---------- SOURCE DATA ----------

// --- File: src/core/lexicon.rs
use crate::core::seed::BASE_ENTRIES;
use crate::error::LexiconError;
use crate::persistence::{parse_mapping, read_mapping, write_mapping, Mapping};
use std::collections::{BTreeMap, HashMap};
use std::fmt;
use std::path::{Path, PathBuf};

/// Outcome of merging an override source into the lexicon.
#[derive(Debug, Clone, PartialEq, Eq)]
pub enum LoadStatus {
    Loaded {
        source: String,
        added: usize,
        updated: usize,
        total_in_source: usize,
    },
    Absent {
        source: String,
        base_size: usize,
    },
    Malformed {
        reason: String,
    },
}

impl LoadStatus {
    pub fn is_failure(&self) -> bool {
        matches!(self, LoadStatus::Malformed { .. })
    }
}

impl fmt::Display for LoadStatus {
    fn fmt(&self, f: &mut fmt::Formatter<'_>) -> fmt::Result {
        match self {
            LoadStatus::Loaded {
                source,
                added,
                updated,
                total_in_source,
            } => write!(
                f,
                "Loaded {} new and {} updated words from '{}'. Total words from file: {}.",
                added, updated, source, total_in_source
            ),
            LoadStatus::Absent { source, base_size } => write!(
                f,
                "No extended dictionary ('{}') found. Using basic dictionary of {} words.",
                source, base_size
            ),
            LoadStatus::Malformed { reason } => f.write_str(reason),
        }
    }
}

/// A successful save.
#[derive(Debug, Clone, PartialEq, Eq)]
pub struct SaveReport {
    pub path: PathBuf,
    pub entries: usize,
}

impl fmt::Display for SaveReport {
    fn fmt(&self, f: &mut fmt::Formatter<'_>) -> fmt::Result {
        write!(
            f,
            "Dictionary successfully saved with {} words to {}",
            self.entries,
            self.path.display()
        )
    }
}

/// English → Hindi mapping.
///
/// Entries keep insertion order; overwriting a key keeps its original slot.
#[derive(Debug, Clone)]
pub struct Lexicon {
    entries: Vec<(String, String)>,
    index: HashMap<String, usize>,
    base_size: usize,
    status_message: String,
}

impl Lexicon {
    /// Creates a lexicon holding the built-in base entries.
    pub fn new() -> Self {
        let mut lexicon = Self::empty();
        for &(english, hindi) in BASE_ENTRIES {
            lexicon.insert(english.to_string(), hindi.to_string());
        }
        lexicon.base_size = lexicon.len();
        lexicon
    }

    /// A lexicon without the base entries. Mostly useful for hosts that ship
    /// their own complete dictionary.
    pub fn empty() -> Self {
        Self {
            entries: Vec::new(),
            index: HashMap::new(),
            base_size: 0,
            status_message: String::new(),
        }
    }

    pub fn len(&self) -> usize {
        self.entries.len()
    }

    pub fn is_empty(&self) -> bool {
        self.entries.is_empty()
    }

    /// Number of entries right after seeding.
    pub fn base_size(&self) -> usize {
        self.base_size
    }

    /// Message describing the last override load, for display by the host.
    pub fn status_message(&self) -> &str {
        &self.status_message
    }

    /// Exact-match lookup.
    pub fn lookup(&self, key: &str) -> Option<&str> {
        self.index
            .get(key)
            .map(|&slot| self.entries[slot].1.as_str())
    }

    pub fn contains(&self, key: &str) -> bool {
        self.index.contains_key(key)
    }

    /// Entries in insertion order.
    pub fn iter(&self) -> impl Iterator<Item = (&str, &str)> {
        self.entries.iter().map(|(k, v)| (k.as_str(), v.as_str()))
    }

    /// Session-scoped insert or overwrite. The key is lowercased; the value is
    /// stored as given.
    pub fn add(&mut self, english: &str, hindi: &str) {
        self.insert(english.to_lowercase(), hindi.to_string());
    }

    /// Merges the override file at `path` into the lexicon.
    ///
    /// Never fails: absence and parse errors are reported through the returned
    /// status (also kept in `status_message`). On error the mapping is left as
    /// it was.
    pub fn load_overrides(&mut self, path: &Path) -> LoadStatus {
        let source = path.display().to_string();
        let status = match read_mapping(path) {
            Ok(Some(mapping)) => self.merge(source, mapping),
            Ok(None) => LoadStatus::Absent {
                source,
                base_size: self.base_size,
            },
            Err(e) => Self::failure(e, &source),
        };
        self.record(status)
    }

    /// Same as `load_overrides` for mapping text that does not live on disk.
    pub fn load_overrides_str(&mut self, contents: &str, origin: &str) -> LoadStatus {
        let status = match parse_mapping(contents, Path::new(origin)) {
            Ok(mapping) => self.merge(origin.to_string(), mapping),
            Err(e) => Self::failure(e, origin),
        };
        self.record(status)
    }

    /// Writes the whole mapping, key-sorted, to `path`.
    pub fn save(&self, path: &Path) -> Result<SaveReport, LexiconError> {
        let sorted: BTreeMap<&str, &str> = self.iter().collect();
        match write_mapping(path, &sorted) {
            Ok(()) => {
                let report = SaveReport {
                    path: path.to_path_buf(),
                    entries: sorted.len(),
                };
                tracing::info!("{}", report);
                Ok(report)
            }
            Err(e) => {
                tracing::error!("Error saving dictionary: {}", e);
                Err(e)
            }
        }
    }

    fn merge(&mut self, source: String, mapping: Mapping) -> LoadStatus {
        let total_in_source = mapping.len();
        let mut added = 0;
        let mut updated = 0;
        for (english, hindi) in mapping {
            match self.index.get(&english) {
                Some(&slot) => {
                    if self.entries[slot].1 != hindi {
                        updated += 1;
                    }
                    self.entries[slot].1 = hindi;
                }
                None => {
                    self.insert(english, hindi);
                    added += 1;
                }
            }
        }
        LoadStatus::Loaded {
            source,
            added,
            updated,
            total_in_source,
        }
    }

    fn failure(error: LexiconError, source: &str) -> LoadStatus {
        let reason = match error {
            LexiconError::Parse { .. } => error.to_string(),
            other => format!("Error loading extended dictionary '{}': {}", source, other),
        };
        LoadStatus::Malformed { reason }
    }

    fn record(&mut self, status: LoadStatus) -> LoadStatus {
        if status.is_failure() {
            tracing::warn!("{}", status);
        } else {
            tracing::info!("{}", status);
        }
        self.status_message = status.to_string();
        status
    }

    fn insert(&mut self, english: String, hindi: String) {
        if let Some(&slot) = self.index.get(&english) {
            self.entries[slot].1 = hindi;
        } else {
            self.index.insert(english.clone(), self.entries.len());
            self.entries.push((english, hindi));
        }
    }
}

impl Default for Lexicon {
    fn default() -> Self {
        Self::new()
    }
}

#[cfg(test)]
mod tests {
    use super::*;
    use crate::persistence::DICTIONARY_FILE;

    #[test]
    fn base_entries_are_seeded() {
        let lexicon = Lexicon::new();
        assert_eq!(lexicon.base_size(), BASE_ENTRIES.len());
        assert_eq!(lexicon.len(), lexicon.base_size());
        assert_eq!(lexicon.lookup("language"), Some("भाषा"));
        assert_eq!(lexicon.lookup("Language"), None);
    }

    #[test]
    fn add_lowercases_key() {
        let mut lexicon = Lexicon::new();
        lexicon.add("Hello", "X");
        assert_eq!(lexicon.lookup("hello"), Some("X"));
        assert_eq!(lexicon.len(), lexicon.base_size());

        lexicon.add("Zephyr", "");
        assert_eq!(lexicon.lookup("zephyr"), Some(""));
        assert_eq!(lexicon.len(), lexicon.base_size() + 1);
    }

    #[test]
    fn overrides_grow_size_only_for_new_keys() {
        let mut lexicon = Lexicon::new();
        let status = lexicon.load_overrides_str(
            r#"{"dog": "कुत्ता", "cat": "बिल्ली", "water": "जल", "one": "एक"}"#,
            "inline",
        );

        assert_eq!(
            status,
            LoadStatus::Loaded {
                source: "inline".to_string(),
                added: 2,
                updated: 1,
                total_in_source: 4,
            }
        );
        assert_eq!(lexicon.len(), lexicon.base_size() + 2);
        assert_eq!(lexicon.lookup("water"), Some("जल"));
        assert!(lexicon.status_message().starts_with("Loaded 2 new and 1 updated"));
    }

    #[test]
    fn new_override_keys_follow_file_order() {
        let mut lexicon = Lexicon::new();
        lexicon.load_overrides_str(r#"{"zebra": "ज़ेबरा", "hello": "हैलो", "apple": "सेब"}"#, "inline");

        let appended: Vec<&str> = lexicon.iter().skip(lexicon.base_size()).map(|(k, _)| k).collect();
        assert_eq!(appended, vec!["zebra", "apple"]);
        assert!(lexicon.contains("zebra"));
        assert!(!lexicon.contains("Zebra"));
        assert_eq!(lexicon.lookup("hello"), Some("हैलो"));
    }

    #[test]
    fn malformed_override_keeps_previous_state() {
        let mut lexicon = Lexicon::new();
        lexicon.add("dog", "कुत्ता");
        let before = lexicon.len();

        let status = lexicon.load_overrides_str(r#"{"cat": "बिल्ली", "#, "broken.json");

        assert!(status.is_failure());
        assert_eq!(lexicon.len(), before);
        assert_eq!(lexicon.lookup("cat"), None);
        assert!(lexicon.status_message().contains("broken.json"));
    }

    #[test]
    fn absent_override_reports_base_size() {
        let dir = tempfile::tempdir().unwrap();
        let mut lexicon = Lexicon::new();
        let status = lexicon.load_overrides(&dir.path().join(DICTIONARY_FILE));

        assert!(matches!(status, LoadStatus::Absent { base_size, .. } if base_size == BASE_ENTRIES.len()));
        assert!(lexicon
            .status_message()
            .ends_with(&format!("Using basic dictionary of {} words.", BASE_ENTRIES.len())));
    }

    #[test]
    fn save_then_reload_keeps_every_entry() {
        let dir = tempfile::tempdir().unwrap();
        let path = dir.path().join(DICTIONARY_FILE);

        let mut lexicon = Lexicon::new();
        lexicon.add("Dog", "कुत्ता");
        lexicon.add("water", "जल");
        let report = lexicon.save(&path).unwrap();
        assert_eq!(report.entries, lexicon.len());

        let mut fresh = Lexicon::new();
        let status = fresh.load_overrides(&path);
        assert!(matches!(status, LoadStatus::Loaded { added: 1, updated: 1, .. }));
        for (english, hindi) in lexicon.iter() {
            assert_eq!(fresh.lookup(english), Some(hindi));
        }
    }

    #[test]
    fn save_failure_is_reported() {
        let dir = tempfile::tempdir().unwrap();
        // A directory already sits at the destination.
        let err = Lexicon::new().save(dir.path()).unwrap_err();
        assert!(matches!(err, LexiconError::Write { .. }));
    }
}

----------

# YOUR GOAL
Scan the lines above for "its original slot." and for "pub fn new()". Repeat exactly the line holding each of them and every line in between.

# RESPONSE TO THE TASK
/// Entries keep insertion order; overwriting a key keeps its original slot.
#[derive(Debug, Clone)]
pub struct Lexicon {
    entries: Vec<(String, String)>,
    index: HashMap<String, usize>,
    base_size: usize,
    status_message: String,
}

impl Lexicon {
    /// Creates a lexicon holding the built-in base entries.
    pub fn new() -> Self {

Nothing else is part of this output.